By Myrna M. Velasco
The review on the performance of electric cooperatives (ECs) being initiated by the Department of Energy (DoE) has gotten defensible support from the Senate committee on energy, but it has batted for ‘clear review rules’ on such exercise.
Senator Sherwin T. Gatchalian, chairman of the energy committee at the upper chamber, noted that the move is logical primarily in holding the distribution utilities “accountable in their services to consumers by reviewing their technical and financial performance.”
He cited the recent ratings accorded by the National Electrification Administration (NEA) to at least seven ECs that had been classified as “ailing” or those with “D” rating; while 10 others were labeled as “underperforming” ECs.
Nevertheless, Gatchalian qualified that the DOE must have “a clear policy and procedure on the recommendation for revocation before actually submitting their recommendation to Congress.”
The energy department previously sought the cancellation of legislative franchises of at least 17 ECs, but it eventually backtracked on that move following questions on procedural lapses that it must have committed.
The DOE thus made subsequent announcement to the media that it will undertake comprehensive review of the ECs’ performance – and it will only be after, that it can recommend revocation or cancellation of specific franchises.

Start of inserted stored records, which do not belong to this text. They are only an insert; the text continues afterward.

use std::fmt::Write as _;

use serde::Serialize;

use crate::config;
use crate::models::{Dimension, Period};
use crate::pivot::PivotTable;

// ---------------------------------------------------------------------------
// VisualizationResult — latest column of the total pivot
// ---------------------------------------------------------------------------

#[derive(Debug, Clone, PartialEq, Serialize)]
pub struct VisualizationResult {
    pub period: Period,
    /// Mean price per dimension, ascending by dimension.
    pub values: Vec<(Dimension, f64)>,
}

impl VisualizationResult {
    /// Project the chronologically last period of `pivot`, or `None` when
    /// the pivot has no periods.
    pub fn from_pivot(pivot: &PivotTable) -> Option<Self> {
        let period = pivot.latest_period()?;
        let values = pivot
            .column(period)
            .into_iter()
            .map(|(dim, mean)| (dim.clone(), mean))
            .collect();
        Some(Self {
            period: period.clone(),
            values,
        })
    }

    pub fn labels(&self) -> Vec<String> {
        self.values.iter().map(|(d, _)| d.to_string()).collect()
    }

    pub fn means(&self) -> Vec<f64> {
        self.values.iter().map(|(_, v)| *v).collect()
    }
}

// ---------------------------------------------------------------------------
// TableView
// ---------------------------------------------------------------------------

#[derive(Debug, Clone, PartialEq, Serialize)]
pub struct TableRow {
    pub dimension: Dimension,
    pub value: f64,
}

#[derive(Debug, Clone, PartialEq, Serialize)]
pub struct TableView {
    pub period: Period,
    pub rows: Vec<TableRow>,
}

impl From<&VisualizationResult> for TableView {
    fn from(result: &VisualizationResult) -> Self {
        Self {
            period: result.period.clone(),
            rows: result
                .values
                .iter()
                .map(|(dimension, value)| TableRow {
                    dimension: dimension.clone(),
                    value: *value,
                })
                .collect(),
        }
    }
}

impl TableView {
    /// Two-column plain-text rendering headed by the period label.
    pub fn render_text(&self) -> String {
        let width = self
            .rows
            .iter()
            .map(|r| r.dimension.to_string().chars().count())
            .chain(std::iter::once(config::DIMENSION_COLUMN.len()))
            .max()
            .unwrap_or(0);

        let mut out = String::new();
        let _ = writeln!(out, "{}: {}", config::DATE_COLUMN, self.period);
        let _ = writeln!(out, "{:<width$}  {}", config::DIMENSION_COLUMN, config::PRICE_COLUMN);
        for row in &self.rows {
            let _ = writeln!(out, "{:<width$}  {:.2}", row.dimension.to_string(), row.value);
        }
        out
    }
}
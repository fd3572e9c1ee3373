//! The multi-sheet pivot report and its `.xlsx` serialization.

use std::collections::HashSet;
use std::path::Path;

use rust_xlsxwriter::{Format, Workbook};
use tracing::info;

use crate::config;
use crate::delta::DeltaReport;
use crate::error::{PricePivotError, Result};
use crate::models::Dimension;
use crate::pivot::PivotTable;

// ---------------------------------------------------------------------------
// ReportCell / ReportSheet
// ---------------------------------------------------------------------------

#[derive(Debug, Clone, PartialEq)]
pub enum ReportCell {
    Empty,
    Number(f64),
    Text(String),
}

impl ReportCell {
    pub fn as_f64(&self) -> Option<f64> {
        match self {
            ReportCell::Number(v) => Some(*v),
            _ => None,
        }
    }

    pub fn as_str(&self) -> Option<&str> {
        match self {
            ReportCell::Text(s) => Some(s),
            _ => None,
        }
    }
}

impl From<&Dimension> for ReportCell {
    fn from(value: &Dimension) -> Self {
        match value {
            Dimension::Number(v) => ReportCell::Number(v.0),
            Dimension::Text(s) => ReportCell::Text(s.clone()),
        }
    }
}

impl From<Option<f64>> for ReportCell {
    fn from(value: Option<f64>) -> Self {
        value.map(ReportCell::Number).unwrap_or(ReportCell::Empty)
    }
}

#[derive(Debug, Clone, PartialEq)]
pub struct ReportSheet {
    pub name: String,
    pub header: Vec<String>,
    pub rows: Vec<Vec<ReportCell>>,
}

impl ReportSheet {
    /// Index of the named header column.
    pub fn column_index(&self, name: &str) -> Option<usize> {
        self.header.iter().position(|h| h == name)
    }

    /// Row whose first cell is the given dimension.
    pub fn row_for(&self, dimension: &Dimension) -> Option<&[ReportCell]> {
        let key = ReportCell::from(dimension);
        self.rows
            .iter()
            .find(|row| row.first() == Some(&key))
            .map(Vec::as_slice)
    }
}

/// Lay a pivot out as `WIDTH | <period> ...`, one row per dimension.
fn pivot_sheet(name: String, pivot: &PivotTable) -> ReportSheet {
    let mut header = vec![config::DIMENSION_COLUMN.to_string()];
    header.extend(pivot.periods().iter().map(|p| p.to_string()));

    let rows = pivot
        .dimensions()
        .map(|dim| {
            let mut row = vec![ReportCell::from(dim)];
            row.extend(
                pivot
                    .periods()
                    .iter()
                    .map(|p| ReportCell::from(pivot.get(dim, p))),
            );
            row
        })
        .collect();

    ReportSheet { name, header, rows }
}

// ---------------------------------------------------------------------------
// ReportWorkbook
// ---------------------------------------------------------------------------

/// Output workbook: one pivot sheet per source sheet, `TOTAL`, and the
/// `PERCENTAGE CHANGE SUMMARY` sheet when two periods could be compared.
#[derive(Debug, Clone, Default, PartialEq)]
pub struct ReportWorkbook {
    pub sheets: Vec<ReportSheet>,
}

impl ReportWorkbook {
    pub fn build(sheet_pivots: &[(String, PivotTable)], total: &PivotTable, delta: &DeltaReport) -> Self {
        let mut names = SheetNames::reserving(&[config::TOTAL_SHEET, config::SUMMARY_SHEET]);
        let mut sheets = Vec::with_capacity(sheet_pivots.len() + 2);

        for (source, pivot) in sheet_pivots {
            sheets.push(pivot_sheet(names.claim(source), pivot));
        }

        let mut total_sheet = pivot_sheet(config::TOTAL_SHEET.to_string(), total);
        total_sheet.header.push(config::CHANGE_COLUMN.to_string());
        for (row, dim) in total_sheet.rows.iter_mut().zip(total.dimensions()) {
            let change = delta
                .change(dim)
                .map(|c| c.to_string())
                .filter(|s| !s.is_empty());
            row.push(change.map(ReportCell::Text).unwrap_or(ReportCell::Empty));
        }
        sheets.push(total_sheet);

        if delta.has_comparison() {
            let header = vec![
                config::DIMENSION_COLUMN.to_string(),
                config::PREVIOUS_VALUE_COLUMN.to_string(),
                config::PRESENT_VALUE_COLUMN.to_string(),
                config::CHANGE_COLUMN.to_string(),
            ];
            let rows = delta
                .entries
                .iter()
                .map(|(dim, entry)| {
                    let change = entry.change.to_string();
                    vec![
                        ReportCell::from(dim),
                        ReportCell::from(entry.previous),
                        ReportCell::from(entry.current),
                        if change.is_empty() {
                            ReportCell::Empty
                        } else {
                            ReportCell::Text(change)
                        },
                    ]
                })
                .collect();
            sheets.push(ReportSheet {
                name: config::SUMMARY_SHEET.to_string(),
                header,
                rows,
            });
        }

        Self { sheets }
    }

    pub fn sheet(&self, name: &str) -> Option<&ReportSheet> {
        self.sheets.iter().find(|s| s.name == name)
    }

    pub fn sheet_names(&self) -> Vec<&str> {
        self.sheets.iter().map(|s| s.name.as_str()).collect()
    }

    /// Serialize to `.xlsx` bytes.
    pub fn to_bytes(&self) -> Result<Vec<u8>> {
        let mut workbook = Workbook::new();
        let bold = Format::new().set_bold();

        for sheet in &self.sheets {
            let ws = workbook.add_worksheet();
            ws.set_name(&sheet.name)?;

            for (col, title) in sheet.header.iter().enumerate() {
                ws.write_string_with_format(0, column_number(&sheet.name, col)?, title, &bold)?;
            }
            for (r, row) in sheet.rows.iter().enumerate() {
                let r = row_number(&sheet.name, r + 1)?;
                for (col, cell) in row.iter().enumerate() {
                    let col = column_number(&sheet.name, col)?;
                    match cell {
                        ReportCell::Empty => {}
                        ReportCell::Number(v) => {
                            ws.write_number(r, col, *v)?;
                        }
                        ReportCell::Text(s) => {
                            ws.write_string(r, col, s)?;
                        }
                    }
                }
            }
        }

        Ok(workbook.save_to_buffer()?)
    }

    pub fn save<P: AsRef<Path>>(&self, path: P) -> Result<()> {
        let bytes = self.to_bytes()?;
        super::write_atomically(path.as_ref(), &bytes)?;
        info!("Wrote report with {} sheet(s) to {}", self.sheets.len(), path.as_ref().display());
        Ok(())
    }
}

fn column_number(sheet: &str, col: usize) -> Result<u16> {
    u16::try_from(col)
        .ok()
        .filter(|c| *c < config::MAX_SHEET_COLUMNS)
        .ok_or_else(|| {
            PricePivotError::InvalidInput(format!(
                "sheet '{}' needs more than {} columns",
                sheet,
                config::MAX_SHEET_COLUMNS
            ))
        })
}

fn row_number(sheet: &str, row: usize) -> Result<u32> {
    u32::try_from(row)
        .ok()
        .filter(|r| *r < config::MAX_SHEET_ROWS)
        .ok_or_else(|| {
            PricePivotError::InvalidInput(format!(
                "sheet '{}' needs more than {} rows",
                sheet,
                config::MAX_SHEET_ROWS
            ))
        })
}

// ---------------------------------------------------------------------------
// Sheet naming
// ---------------------------------------------------------------------------

/// Hands out Excel-legal, case-insensitively unique worksheet names for
/// source sheets, never handing out a reserved name.
struct SheetNames {
    used: HashSet<String>,
}

impl SheetNames {
    fn reserving(reserved: &[&str]) -> Self {
        Self {
            used: reserved.iter().map(|n| n.to_lowercase()).collect(),
        }
    }

    fn claim(&mut self, wanted: &str) -> String {
        let cleaned: String = wanted
            .chars()
            .map(|c| match c {
                '[' | ']' | ':' | '*' | '?' | '/' | '\\' => '_',
                other => other,
            })
            .collect();
        let cleaned = cleaned.trim_matches('\'');
        let base = if cleaned.is_empty() { "Sheet" } else { cleaned };

        let mut candidate = truncate_chars(base, config::MAX_SHEET_NAME_LEN);
        let mut n = 1;
        while self.used.contains(&candidate.to_lowercase()) {
            let suffix = n.to_string();
            let keep = config::MAX_SHEET_NAME_LEN - suffix.len();
            candidate = format!("{}{}", truncate_chars(base, keep), suffix);
            n += 1;
        }
        self.used.insert(candidate.to_lowercase());
        candidate
    }
}

fn truncate_chars(s: &str, max: usize) -> String {
    s.chars().take(max).collect()
}
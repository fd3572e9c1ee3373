//! Sheet qualification and row cleaning.
//!
//! A sheet takes part in the pipeline only when its header carries all of
//! `DATE`, `WIDTH` and `OLD PRICE`. Within a qualifying sheet every row is
//! reduced to a [`CleanRecord`] or dropped; nothing here raises for bad cells.

use tracing::{debug, info, warn};

use crate::config::{self, MixedDimensions};
use crate::error::{PricePivotError, Result};
use crate::models::{CellValue, CleanRecord, Dimension, Period, Sheet, SheetDataset, Workbook};

// ---------------------------------------------------------------------------
// Price parsing
// ---------------------------------------------------------------------------

/// Outcome of coercing an `OLD PRICE` cell to a number.
#[derive(Debug, Clone, Copy, PartialEq)]
pub enum PriceParse {
    Parsed(f64),
    /// The cell was empty or held only the glyph and separators.
    Blank,
    /// The cell held something that is not a finite number.
    Unparseable,
}

impl PriceParse {
    pub fn value(self) -> Option<f64> {
        match self {
            PriceParse::Parsed(v) => Some(v),
            PriceParse::Blank | PriceParse::Unparseable => None,
        }
    }
}

/// Coerce a price cell, stripping the currency glyph and thousands separators
/// from text.
pub fn parse_price(cell: &CellValue) -> PriceParse {
    match cell {
        CellValue::Empty => PriceParse::Blank,
        CellValue::Number(n) if n.is_finite() => PriceParse::Parsed(*n),
        CellValue::Number(_) => PriceParse::Unparseable,
        CellValue::Text(s) => parse_price_text(s),
        CellValue::Bool(_) | CellValue::DateTime(_) => PriceParse::Unparseable,
    }
}

pub fn parse_price_text(text: &str) -> PriceParse {
    let cleaned: String = text
        .chars()
        .filter(|c| *c != config::CURRENCY_GLYPH && *c != config::THOUSANDS_SEPARATOR)
        .collect();
    let cleaned = cleaned.trim();
    if cleaned.is_empty() {
        return PriceParse::Blank;
    }
    match cleaned.parse::<f64>() {
        Ok(v) if v.is_finite() => PriceParse::Parsed(v),
        _ => PriceParse::Unparseable,
    }
}

// ---------------------------------------------------------------------------
// Sheet qualification
// ---------------------------------------------------------------------------

/// Required columns absent from the sheet's header.
pub fn missing_columns(sheet: &Sheet) -> Vec<&'static str> {
    config::required_columns()
        .into_iter()
        .filter(|name| sheet.column_index(name).is_none())
        .collect()
}

pub fn qualifies(sheet: &Sheet) -> bool {
    missing_columns(sheet).is_empty()
}

/// Clean one sheet, or `None` if it lacks a required column.
pub fn normalize_sheet(sheet: &Sheet) -> Option<SheetDataset> {
    let date_col = sheet.column_index(config::DATE_COLUMN)?;
    let dim_col = sheet.column_index(config::DIMENSION_COLUMN)?;
    let price_col = sheet.column_index(config::PRICE_COLUMN)?;

    let mut dataset = SheetDataset::new(sheet.name.clone(), Vec::with_capacity(sheet.rows.len()));
    let mut unparsed_labels = 0usize;

    for row in 0..sheet.rows.len() {
        let period = Period::from_cell(sheet.cell(row, date_col));
        let dimension = Dimension::from_cell(sheet.cell(row, dim_col));
        let price = parse_price(sheet.cell(row, price_col)).value();

        match (period, dimension, price) {
            (Some(period), Some(dimension), Some(price)) => {
                if !period.is_dated() {
                    unparsed_labels += 1;
                }
                dataset.records.push(CleanRecord {
                    period,
                    dimension,
                    price,
                });
            }
            _ => dataset.dropped_rows += 1,
        }
    }

    if unparsed_labels > 0 {
        warn!(
            "Sheet '{}': {} row(s) have a DATE that is not a recognized date",
            sheet.name, unparsed_labels
        );
    }
    debug!(
        "Sheet '{}': kept {} row(s), dropped {}",
        sheet.name,
        dataset.records.len(),
        dataset.dropped_rows
    );
    Some(dataset)
}

/// Clean every qualifying sheet of the workbook, in sheet order.
///
/// Fails with [`PricePivotError::NoValidData`] when no sheet qualifies or
/// the qualifying sheets produce no records at all.
pub fn load_workbook(workbook: &Workbook, mixed: MixedDimensions) -> Result<Vec<SheetDataset>> {
    let mut datasets = Vec::new();

    for sheet in &workbook.sheets {
        let missing = missing_columns(sheet);
        if !missing.is_empty() {
            debug!("Skipping sheet '{}': missing {}", sheet.name, missing.join(", "));
            continue;
        }
        if let Some(dataset) = normalize_sheet(sheet) {
            if mixed == MixedDimensions::Reject && dataset.has_mixed_dimensions() {
                return Err(PricePivotError::MixedDimensions {
                    sheet: dataset.sheet,
                });
            }
            datasets.push(dataset);
        }
    }

    let total: usize = datasets.iter().map(SheetDataset::len).sum();
    if total == 0 {
        info!(
            "No valid data: {} sheet(s) qualified, 0 records",
            datasets.len()
        );
        return Err(PricePivotError::NoValidData);
    }

    info!(
        "Loaded {} record(s) from {} of {} sheet(s)",
        total,
        datasets.len(),
        workbook.sheets.len()
    );
    Ok(datasets)
}
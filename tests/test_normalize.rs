//! Sheet qualification and row cleaning tests.

mod common;

use common::{columns, date, price_sheet, row, unrelated_sheet};
use calamine::Data;
use price_pivot::normalize::{self, parse_price, parse_price_text, PriceParse};
use price_pivot::{reader, CellValue, Dimension, MixedDimensions, Period, PricePivotError, Sheet, Workbook};

// ---------------------------------------------------------------------------
// parse_price
// ---------------------------------------------------------------------------

#[test]
fn currency_glyph_and_separators_match_plain_number() {
    assert_eq!(parse_price_text("₹1,234.00"), parse_price_text("1234.00"));
    assert_eq!(parse_price_text("₹1,234.00"), PriceParse::Parsed(1234.0));
    assert_eq!(parse_price_text("₹12,34,567.5"), PriceParse::Parsed(1234567.5));
    assert_eq!(parse_price_text(" ₹ 99 "), PriceParse::Parsed(99.0));
}

#[test]
fn numeric_cells_pass_through() {
    assert_eq!(parse_price(&CellValue::Number(42.5)), PriceParse::Parsed(42.5));
}

#[test]
fn unparseable_price_is_named_outcome() {
    assert_eq!(parse_price_text("n/a"), PriceParse::Unparseable);
    assert_eq!(parse_price_text("$100"), PriceParse::Unparseable);
    assert_eq!(parse_price_text("inf"), PriceParse::Unparseable);
    assert_eq!(parse_price(&CellValue::Bool(true)), PriceParse::Unparseable);
    assert_eq!(parse_price_text("n/a").value(), None);
}

#[test]
fn blank_price_is_blank() {
    assert_eq!(parse_price(&CellValue::Empty), PriceParse::Blank);
    assert_eq!(parse_price_text("₹"), PriceParse::Blank);
    assert_eq!(parse_price_text("   "), PriceParse::Blank);
}

// ---------------------------------------------------------------------------
// qualification
// ---------------------------------------------------------------------------

#[test]
fn sheet_without_required_columns_does_not_qualify() {
    let sheet = unrelated_sheet("Notes");
    assert!(!normalize::qualifies(&sheet));
    assert_eq!(
        normalize::missing_columns(&sheet),
        vec!["DATE", "WIDTH", "OLD PRICE"]
    );
    assert!(normalize::normalize_sheet(&sheet).is_none());
}

#[test]
fn sheet_missing_one_column_does_not_qualify() {
    let sheet = Sheet::new("Partial", columns(&["DATE", "WIDTH", "NEW PRICE"]));
    assert_eq!(normalize::missing_columns(&sheet), vec!["OLD PRICE"]);
}

#[test]
fn extra_columns_and_header_whitespace_are_tolerated() {
    let mut sheet = Sheet::new("Wide", columns(&["ITEM", " DATE", "WIDTH ", "OLD PRICE", "NOTE"]));
    sheet.push_row(vec![
        "pipe".into(),
        date(2024, 3, 1).into(),
        12.into(),
        "₹50".into(),
        "ok".into(),
    ]);
    let dataset = normalize::normalize_sheet(&sheet).unwrap();
    assert_eq!(dataset.records.len(), 1);
    assert_eq!(dataset.records[0].dimension, Dimension::from(12));
    assert_eq!(dataset.records[0].price, 50.0);
}

#[test]
fn skipped_sheet_leaves_other_sheets_untouched() {
    let only = Workbook::new(vec![price_sheet("A", vec![row(date(2024, 1, 1), 5, "₹10")])]);
    let with_noise = Workbook::new(vec![
        unrelated_sheet("Before"),
        price_sheet("A", vec![row(date(2024, 1, 1), 5, "₹10")]),
        unrelated_sheet("After"),
    ]);

    let a = normalize::load_workbook(&only, MixedDimensions::Collate).unwrap();
    let b = normalize::load_workbook(&with_noise, MixedDimensions::Collate).unwrap();
    assert_eq!(a, b);
}

// ---------------------------------------------------------------------------
// row cleaning
// ---------------------------------------------------------------------------

#[test]
fn rows_missing_any_field_are_dropped() {
    let sheet = price_sheet(
        "S",
        vec![
            row(date(2024, 1, 1), 10, "₹100"),
            (CellValue::Empty, 10.into(), "₹100".into()),
            (date(2024, 1, 1).into(), CellValue::Empty, "₹100".into()),
            (date(2024, 1, 1).into(), 10.into(), "call us".into()),
            (date(2024, 1, 1).into(), 10.into(), CellValue::Empty),
        ],
    );
    let dataset = normalize::normalize_sheet(&sheet).unwrap();
    assert_eq!(dataset.records.len(), 1);
    assert_eq!(dataset.dropped_rows, 4);
}

#[test]
fn short_rows_read_as_missing() {
    let mut sheet = Sheet::new("S", columns(&["DATE", "WIDTH", "OLD PRICE"]));
    sheet.push_row(vec![date(2024, 1, 1).into(), 10.into()]);
    let dataset = normalize::normalize_sheet(&sheet).unwrap();
    assert!(dataset.is_empty());
    assert_eq!(dataset.dropped_rows, 1);
}

#[test]
fn text_dates_are_parsed() {
    let sheet = price_sheet(
        "S",
        vec![
            ("2024-01-15".into(), 10.into(), "₹1".into()),
            ("15/02/2024".into(), 10.into(), "₹1".into()),
            ("sometime".into(), 10.into(), "₹1".into()),
        ],
    );
    let dataset = normalize::normalize_sheet(&sheet).unwrap();
    assert_eq!(dataset.records[0].period, Period::from(date(2024, 1, 15)));
    assert_eq!(dataset.records[1].period, Period::from(date(2024, 2, 15)));
    assert_eq!(dataset.records[2].period, Period::Unparsed("sometime".into()));
}

#[test]
fn month_and_us_date_labels_are_parsed() {
    assert_eq!(Period::parse("Jan 2024"), Period::from(date(2024, 1, 1)));
    assert_eq!(Period::parse("January 2024"), Period::from(date(2024, 1, 1)));
    assert_eq!(Period::parse("Mar-2024"), Period::from(date(2024, 3, 1)));
    assert_eq!(Period::parse("2024-01"), Period::from(date(2024, 1, 1)));
    assert_eq!(Period::parse("March 5, 2024"), Period::from(date(2024, 3, 5)));
    assert_eq!(Period::parse("12/31/2023"), Period::from(date(2023, 12, 31)));
    assert_eq!(Period::parse("12-31-2023"), Period::from(date(2023, 12, 31)));
    // day-first wins whenever both readings are valid
    assert_eq!(Period::parse("02/01/2024"), Period::from(date(2024, 1, 2)));
}

#[test]
fn text_datetimes_keep_their_time() {
    let at = date(2024, 1, 15).and_hms_opt(10, 30, 0).unwrap();
    assert_eq!(Period::parse("2024-01-15 10:30:00"), Period::Dated(at));
    assert_eq!(Period::parse("2024-01-15T10:30:00"), Period::Dated(at));
    assert_eq!(Period::parse("2024-01-15 10:30:00").to_string(), "2024-01-15 10:30:00");

    let frac = date(2024, 1, 15).and_hms_milli_opt(10, 30, 0, 250).unwrap();
    assert_eq!(Period::parse("2024-01-15T10:30:00.250"), Period::Dated(frac));
}

#[test]
fn numeric_date_cell_is_unparsed_label() {
    assert_eq!(
        Period::from_cell(&CellValue::Number(45000.0)),
        Some(Period::Unparsed("45000".into()))
    );
    assert_eq!(Period::from_cell(&CellValue::Number(f64::NAN)), None);
    assert_eq!(Period::from_cell(&CellValue::Text("  ".into())), None);
}

#[test]
fn iso_datetime_cells_become_dated_periods() {
    let cell = reader::cell_value(&Data::DateTimeIso("2024-01-15T10:30:00".into()));
    assert_eq!(cell, CellValue::Text("2024-01-15T10:30:00".into()));

    let at = date(2024, 1, 15).and_hms_opt(10, 30, 0).unwrap();
    assert_eq!(Period::from_cell(&cell), Some(Period::Dated(at)));

    assert_eq!(reader::cell_value(&Data::Int(7)), CellValue::Number(7.0));
    assert_eq!(reader::cell_value(&Data::Empty), CellValue::Empty);
}

#[test]
fn dimension_kind_is_preserved() {
    let sheet = price_sheet(
        "S",
        vec![
            (date(2024, 1, 1).into(), 10.into(), "₹1".into()),
            (date(2024, 1, 1).into(), "10".into(), "₹1".into()),
        ],
    );
    let dataset = normalize::normalize_sheet(&sheet).unwrap();
    assert_eq!(dataset.records[0].dimension, Dimension::from(10));
    assert_eq!(dataset.records[1].dimension, Dimension::from("10"));
    assert_ne!(dataset.records[0].dimension, dataset.records[1].dimension);
}

// ---------------------------------------------------------------------------
// load_workbook outcomes
// ---------------------------------------------------------------------------

#[test]
fn no_qualifying_sheet_is_no_data() {
    let wb = Workbook::new(vec![unrelated_sheet("A"), unrelated_sheet("B")]);
    let err = normalize::load_workbook(&wb, MixedDimensions::Collate).unwrap_err();
    assert!(err.is_no_data());
}

#[test]
fn qualifying_sheets_without_clean_rows_is_no_data() {
    let wb = Workbook::new(vec![price_sheet(
        "A",
        vec![(CellValue::Empty, 10.into(), "₹5".into())],
    )]);
    let err = normalize::load_workbook(&wb, MixedDimensions::Collate).unwrap_err();
    assert!(matches!(err, PricePivotError::NoValidData));
}

#[test]
fn mixed_dimensions_rejected_when_configured() {
    let wb = Workbook::new(vec![price_sheet(
        "Mixed",
        vec![
            (date(2024, 1, 1).into(), 10.into(), "₹1".into()),
            (date(2024, 1, 1).into(), "XL".into(), "₹1".into()),
        ],
    )]);

    assert!(normalize::load_workbook(&wb, MixedDimensions::Collate).is_ok());
    match normalize::load_workbook(&wb, MixedDimensions::Reject) {
        Err(PricePivotError::MixedDimensions { sheet }) => assert_eq!(sheet, "Mixed"),
        other => panic!("expected MixedDimensions, got {:?}", other),
    }
}
//! Shared fixtures for the price-pivot integration tests.
//!
//! Builds small in-memory workbooks shaped like the upload the pipeline
//! expects: a header row of column names followed by data rows.

#![allow(dead_code)]

use chrono::NaiveDate;
use price_pivot::{CellValue, Sheet, Workbook};

pub fn date(y: i32, m: u32, d: u32) -> NaiveDate {
    NaiveDate::from_ymd_opt(y, m, d).unwrap()
}

pub fn columns(names: &[&str]) -> Vec<String> {
    names.iter().map(|s| s.to_string()).collect()
}

/// A sheet with the standard `DATE | WIDTH | OLD PRICE` header.
pub fn price_sheet(name: &str, rows: Vec<(CellValue, CellValue, CellValue)>) -> Sheet {
    let mut sheet = Sheet::new(name, columns(&["DATE", "WIDTH", "OLD PRICE"]));
    for (d, w, p) in rows {
        sheet.push_row(vec![d, w, p]);
    }
    sheet
}

pub fn row(d: NaiveDate, width: i32, price: &str) -> (CellValue, CellValue, CellValue) {
    (d.into(), width.into(), price.into())
}

/// The two-sheet workbook used throughout:
///
/// - Sheet1: (2024-01-01, 10, ₹100), (2024-02-01, 10, ₹120)
/// - Sheet2: (2024-01-01, 20, ₹200)
pub fn two_sheet_workbook() -> Workbook {
    Workbook::new(vec![
        price_sheet(
            "Sheet1",
            vec![
                row(date(2024, 1, 1), 10, "₹100"),
                row(date(2024, 2, 1), 10, "₹120"),
            ],
        ),
        price_sheet("Sheet2", vec![row(date(2024, 1, 1), 20, "₹200")]),
    ])
}

/// A sheet without any of the required columns.
pub fn unrelated_sheet(name: &str) -> Sheet {
    let mut sheet = Sheet::new(name, columns(&["NAME", "QTY"]));
    sheet.push_row(vec!["bolt".into(), 4.into()]);
    sheet
}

Nevertheless, arguments are raised that the DOE is not actually in a position to recommend such action to Congress – instead, it must refer such to NEA first for it to invoke its step-in rights into these ‘poor performing’ ECs.
For the Senate energy committee chair, it is also about time for them to scrutinize the performance of these power utilities – primarily in their operations and in rendering service to consumers.
“I believe Congress’ assessment will impose greater accountability on these underperforming distribution utilities to the benefit of the consumers,” he said.
The country’s electric cooperatives serve more than 12 million power customers, but in many of their service areas, complaints of rolling brownouts and inefficient services still abound.